Village Voice staff writer Rayman turns his newspaper series about NYPD corruption into a full-length book.
Introducing the major players in this drama right at the climax of its conflict, the author’s account is immediately striking. Fast-paced and intriguing throughout most of the book, the story remains fascinating even when Rayman goes into intricate detail about the lives of Officer Adrian Schoolcraft and those around him. Schoolcraft’s story became noteworthy when he joined the NYPD in 2002 amid the success of CompStat, an accounting system designed to help the department pinpoint trouble areas for more officers. CompStat and Schoolcraft didn’t mesh well, though, and Schoolcraft believed the system was leading to corruption by those in the precinct who pushed for better numbers.
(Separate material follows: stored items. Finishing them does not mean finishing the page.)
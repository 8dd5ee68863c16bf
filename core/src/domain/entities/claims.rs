//! Access token claim types.

use serde::{Deserialize, Serialize};
use std::collections::BTreeMap;
use uuid::Uuid;

use crate::errors::TokenError;

/// Claim names owned by the issuer. Extra attributes may not use them.
pub const RESERVED_CLAIMS: &[&str] = &["sub", "email", "role", "jti", "iat", "nbf", "exp", "iss", "aud"];

/// Value of a caller-supplied extra attribute
#[derive(Debug, Clone, PartialEq, Serialize, Deserialize)]
#[serde(untagged)]
pub enum ClaimValue {
    Bool(bool),
    Integer(i64),
    Float(f64),
    String(String),
}

impl ClaimValue {
    /// Textual form used inside the signed token
    pub fn to_claim_string(&self) -> String {
        match self {
            ClaimValue::Bool(b) => b.to_string(),
            ClaimValue::Integer(i) => i.to_string(),
            ClaimValue::Float(f) => f.to_string(),
            ClaimValue::String(s) => s.clone(),
        }
    }

    /// Typed form returned to the caller as metadata
    pub fn to_json(&self) -> serde_json::Value {
        match self {
            ClaimValue::Bool(b) => serde_json::Value::Bool(*b),
            ClaimValue::Integer(i) => serde_json::Value::from(*i),
            ClaimValue::Float(f) => serde_json::Number::from_f64(*f)
                .map(serde_json::Value::Number)
                .unwrap_or_else(|| serde_json::Value::String(f.to_string())),
            ClaimValue::String(s) => serde_json::Value::String(s.clone()),
        }
    }
}

impl From<bool> for ClaimValue {
    fn from(value: bool) -> Self {
        ClaimValue::Bool(value)
    }
}

impl From<i64> for ClaimValue {
    fn from(value: i64) -> Self {
        ClaimValue::Integer(value)
    }
}

impl From<f64> for ClaimValue {
    fn from(value: f64) -> Self {
        ClaimValue::Float(value)
    }
}

impl From<&str> for ClaimValue {
    fn from(value: &str) -> Self {
        ClaimValue::String(value.to_string())
    }
}

impl From<String> for ClaimValue {
    fn from(value: String) -> Self {
        ClaimValue::String(value)
    }
}

/// Claims structure for the signed access token payload
#[derive(Debug, Clone, PartialEq, Eq, Serialize, Deserialize)]
pub struct AccessTokenClaims {
    /// Subject (user ID)
    pub sub: String,

    /// Email of the principal
    pub email: String,

    /// Role claims
    #[serde(default)]
    pub role: Vec<String>,

    /// JWT ID (unique identifier for the token)
    pub jti: String,

    /// Issued at timestamp
    pub iat: i64,

    /// Not before timestamp
    pub nbf: i64,

    /// Expiration timestamp
    pub exp: i64,

    /// Issuer
    pub iss: String,

    /// Audience
    pub aud: String,

    /// Caller-supplied attributes, rendered as text
    #[serde(flatten)]
    pub extra: BTreeMap<String, String>,
}

impl AccessTokenClaims {
    /// Gets the user ID from the claims
    pub fn user_id(&self) -> Result<Uuid, TokenError> {
        Uuid::parse_str(&self.sub).map_err(|_| TokenError::InvalidClaims)
    }

    pub fn has_role(&self, role: &str) -> bool {
        self.role.iter().any(|r| r == role)
    }
}
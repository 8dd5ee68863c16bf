//! Opaque refresh value generation and hashing

use base64::engine::general_purpose::URL_SAFE_NO_PAD;
use base64::Engine;
use rand::rngs::OsRng;
use rand::RngCore;
use sha2::{Digest, Sha256};

/// Random bytes behind every refresh value
pub const REFRESH_TOKEN_BYTES: usize = 48;

/// Generate a new opaque refresh value: 48 bytes from the OS CSPRNG,
/// base64url without padding (64 characters).
pub fn generate_opaque_value() -> String {
    let mut bytes = [0u8; REFRESH_TOKEN_BYTES];
    OsRng.fill_bytes(&mut bytes);
    URL_SAFE_NO_PAD.encode(bytes)
}

/// SHA-256 of the value's UTF-8 bytes as lowercase hex. Only this is persisted.
pub fn hash_token(value: &str) -> String {
    let mut hasher = Sha256::new();
    hasher.update(value.as_bytes());
    hex::encode(hasher.finalize())
}
//! Database module - MySQL implementations using SQLx
//!
//! This module provides:
//! - Connection pool management
//! - The MySQL refresh token store with transactional batches
//! - The MySQL user directory

pub mod connection;
pub mod mysql;


// Re-export commonly used types
pub use connection::{DatabasePool, PoolStatistics};
pub use mysql::{MySqlRefreshTokenStore, MySqlUserDirectory};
He began wearing a wire to work, recording everything that happened in an attempt to prove not only that the problem existed, but also that it was due to pressure from the top. He went to Internal Affairs with his accusations. After that, his job—already in some jeopardy due to low numbers—became downright distressing. What the department said was simply good management, he saw as harassment and even a threat to his safety. Eventually, he was able to make his story public and bring a lawsuit against the city. The tension remains high throughout, with Schoolcraft’s emotions described exceptionally well. Unfortunately, Rayman’s account feels rather biased in favor of Schoolcraft, and he tends to write off the NYPD’s criticisms of the man. Rayman also tends to repeat the most egregious offenses caught on tape, which loosens the cohesion of the narrative, reminding readers that it is based on a series of shorter pieces.
A fantastic story with enough minor flaws to irritate but enough real-life drama to keep readers coming back.